use std::path::PathBuf;

use streamstats::exporter::SqliteExporter;
use streamstats::gateway::StreamStatsClient;
use streamstats::pipeline::{BatchReport, Pipeline};
use streamstats::source::{GeoJsonSource, MemorySource, PointSource};
use streamstats_config::shared::BatchConfig;
use tracing::info;

use crate::error::BatchResult;

/// What to process and where to write it, as given on the command line.
#[derive(Debug, Clone)]
pub struct BatchRequest {
    pub input: PathBuf,
    pub output: PathBuf,
    pub region_code: String,
    pub unique_field: String,
    pub parallel: bool,
    pub skip_completed: bool,
}

/// Runs one batch against the StreamStats services and writes the results to SQLite.
///
/// The output database is only created once the input has been read, so an unreadable input
/// leaves no output file behind.
pub async fn process(config: BatchConfig, request: BatchRequest) -> BatchResult<BatchReport> {
    log_config(&config, &request);

    let mut source = GeoJsonSource::new(
        &request.input,
        &request.unique_field,
        &request.region_code,
    );
    let mut existing = None;
    if request.skip_completed && request.output.exists() {
        let exporter = SqliteExporter::connect(&request.output).await?;
        let completed = exporter.completed_ids().await?;
        info!(
            points = completed.len(),
            "skipping points already completed in the output"
        );
        source = source.with_ignored(completed);
        existing = Some(exporter);
    }

    let seeds = source.load().await?;
    let exporter = match existing {
        Some(exporter) => exporter,
        None => SqliteExporter::connect(&request.output).await?,
    };

    let gateway = StreamStatsClient::new(config.endpoints, config.pipeline.request_timeout())?;

    let pipeline = Pipeline::new(config.pipeline, gateway, MemorySource::new(seeds), exporter)
        .with_parallel(request.parallel);

    Ok(pipeline.run().await?)
}

fn log_config(config: &BatchConfig, request: &BatchRequest) {
    info!(
        input = %request.input.display(),
        output = %request.output.display(),
        region_code = %request.region_code,
        unique_field = %request.unique_field,
        parallel = request.parallel,
        backends = ?config.pipeline.backends_for(request.parallel),
        max_retries = config.pipeline.max_retries,
        stat_group = config.pipeline.stat_group,
        request_timeout_ms = config.pipeline.request_timeout_ms,
        "batch configuration"
    );
}
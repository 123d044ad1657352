//! Shorthands for building and returning [`crate::error::StreamStatsError`]s.

/// Creates a [`crate::error::StreamStatsError`] from a kind, a static description and
/// optionally a detail (`detail = owned_string` moves it, a bare expression is formatted with
/// `to_string`) and a `source:` error.
#[macro_export]
macro_rules! ss_error {
    ($kind:expr, $desc:expr) => {
        $crate::error::StreamStatsError::from(($kind, $desc))
    };
    ($kind:expr, $desc:expr, source: $source:expr) => {
        $crate::error::StreamStatsError::from(($kind, $desc)).with_source($source)
    };
    ($kind:expr, $desc:expr, detail = $detail:expr) => {
        $crate::error::StreamStatsError::from(($kind, $desc, $detail))
    };
    ($kind:expr, $desc:expr, detail = $detail:expr, source: $source:expr) => {
        $crate::error::StreamStatsError::from(($kind, $desc, $detail)).with_source($source)
    };
    ($kind:expr, $desc:expr, $detail:expr) => {
        $crate::error::StreamStatsError::from(($kind, $desc, $detail.to_string()))
    };
    ($kind:expr, $desc:expr, $detail:expr, source: $source:expr) => {
        $crate::error::StreamStatsError::from(($kind, $desc, $detail.to_string()))
            .with_source($source)
    };
}

/// Returns early with a [`crate::error::StreamStatsError`]. Accepts the same forms as
/// [`ss_error!`].
#[macro_export]
macro_rules! bail {
    ($kind:expr, $desc:expr) => {
        return ::core::result::Result::Err($crate::ss_error!($kind, $desc))
    };
    ($kind:expr, $desc:expr, source: $source:expr) => {
        return ::core::result::Result::Err($crate::ss_error!($kind, $desc, source: $source))
    };
    ($kind:expr, $desc:expr, detail = $detail:expr) => {
        return ::core::result::Result::Err($crate::ss_error!($kind, $desc, detail = $detail))
    };
    ($kind:expr, $desc:expr, $detail:expr) => {
        return ::core::result::Result::Err($crate::ss_error!($kind, $desc, $detail))
    };
}
mod base;
mod memory;
mod sqlite;

pub use base::Exporter;
pub use memory::MemoryExporter;
pub use sqlite::SqliteExporter;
------------------------------------------------------------
■ What this task involves ■
For this task, set down the entire listing word for word.

■ Result below ■
use std::path::PathBuf;

use streamstats::exporter::SqliteExporter;
use streamstats::gateway::StreamStatsClient;
use streamstats::pipeline::{BatchReport, Pipeline};
use streamstats::source::{GeoJsonSource, MemorySource, PointSource};
use streamstats_config::shared::BatchConfig;
use tracing::info;

use crate::error::BatchResult;

/// What to process and where to write it, as given on the command line.
#[derive(Debug, Clone)]
pub struct BatchRequest {
    pub input: PathBuf,
    pub output: PathBuf,
    pub region_code: String,
    pub unique_field: String,
    pub parallel: bool,
    pub skip_completed: bool,
}

/// Runs one batch against the StreamStats services and writes the results to SQLite.
///
/// The output database is only created once the input has been read, so an unreadable input
/// leaves no output file behind.
pub async fn process(config: BatchConfig, request: BatchRequest) -> BatchResult<BatchReport> {
    log_config(&config, &request);

    let mut source = GeoJsonSource::new(
        &request.input,
        &request.unique_field,
        &request.region_code,
    );
    let mut existing = None;
    if request.skip_completed && request.output.exists() {
        let exporter = SqliteExporter::connect(&request.output).await?;
        let completed = exporter.completed_ids().await?;
        info!(
            points = completed.len(),
            "skipping points already completed in the output"
        );
        source = source.with_ignored(completed);
        existing = Some(exporter);
    }

    let seeds = source.load().await?;
    let exporter = match existing {
        Some(exporter) => exporter,
        None => SqliteExporter::connect(&request.output).await?,
    };

    let gateway = StreamStatsClient::new(config.endpoints, config.pipeline.request_timeout())?;

    let pipeline = Pipeline::new(config.pipeline, gateway, MemorySource::new(seeds), exporter)
        .with_parallel(request.parallel);

    Ok(pipeline.run().await?)
}

fn log_config(config: &BatchConfig, request: &BatchRequest) {
    info!(
        input = %request.input.display(),
        output = %request.output.display(),
        region_code = %request.region_code,
        unique_field = %request.unique_field,
        parallel = request.parallel,
        backends = ?config.pipeline.backends_for(request.parallel),
        max_retries = config.pipeline.max_retries,
        stat_group = config.pipeline.stat_group,
        request_timeout_ms = config.pipeline.request_timeout_ms,
        "batch configuration"
    );
}
repository 123d044ad1657352
//! Shorthands for building and returning [`crate::error::StreamStatsError`]s.

/// Creates a [`crate::error::StreamStatsError`] from a kind, a static description and
/// optionally a detail (`detail = owned_string` moves it, a bare expression is formatted with
/// `to_string`) and a `source:` error.
#[macro_export]
macro_rules! ss_error {
    ($kind:expr, $desc:expr) => {
        $crate::error::StreamStatsError::from(($kind, $desc))
    };
    ($kind:expr, $desc:expr, source: $source:expr) => {
        $crate::error::StreamStatsError::from(($kind, $desc)).with_source($source)
    };
    ($kind:expr, $desc:expr, detail = $detail:expr) => {
        $crate::error::StreamStatsError::from(($kind, $desc, $detail))
    };
    ($kind:expr, $desc:expr, detail = $detail:expr, source: $source:expr) => {
        $crate::error::StreamStatsError::from(($kind, $desc, $detail)).with_source($source)
    };
    ($kind:expr, $desc:expr, $detail:expr) => {
        $crate::error::StreamStatsError::from(($kind, $desc, $detail.to_string()))
    };
    ($kind:expr, $desc:expr, $detail:expr, source: $source:expr) => {
        $crate::error::StreamStatsError::from(($kind, $desc, $detail.to_string()))
            .with_source($source)
    };
}

/// Returns early with a [`crate::error::StreamStatsError`]. Accepts the same forms as
/// [`ss_error!`].
#[macro_export]
macro_rules! bail {
    ($kind:expr, $desc:expr) => {
        return ::core::result::Result::Err($crate::ss_error!($kind, $desc))
    };
    ($kind:expr, $desc:expr, source: $source:expr) => {
        return ::core::result::Result::Err($crate::ss_error!($kind, $desc, source: $source))
    };
    ($kind:expr, $desc:expr, detail = $detail:expr) => {
        return ::core::result::Result::Err($crate::ss_error!($kind, $desc, detail = $detail))
    };
    ($kind:expr, $desc:expr, $detail:expr) => {
        return ::core::result::Result::Err($crate::ss_error!($kind, $desc, $detail))
    };
}
mod base;
mod memory;
mod sqlite;

pub use base::Exporter;
pub use memory::MemoryExporter;
pub use sqlite::SqliteExporter;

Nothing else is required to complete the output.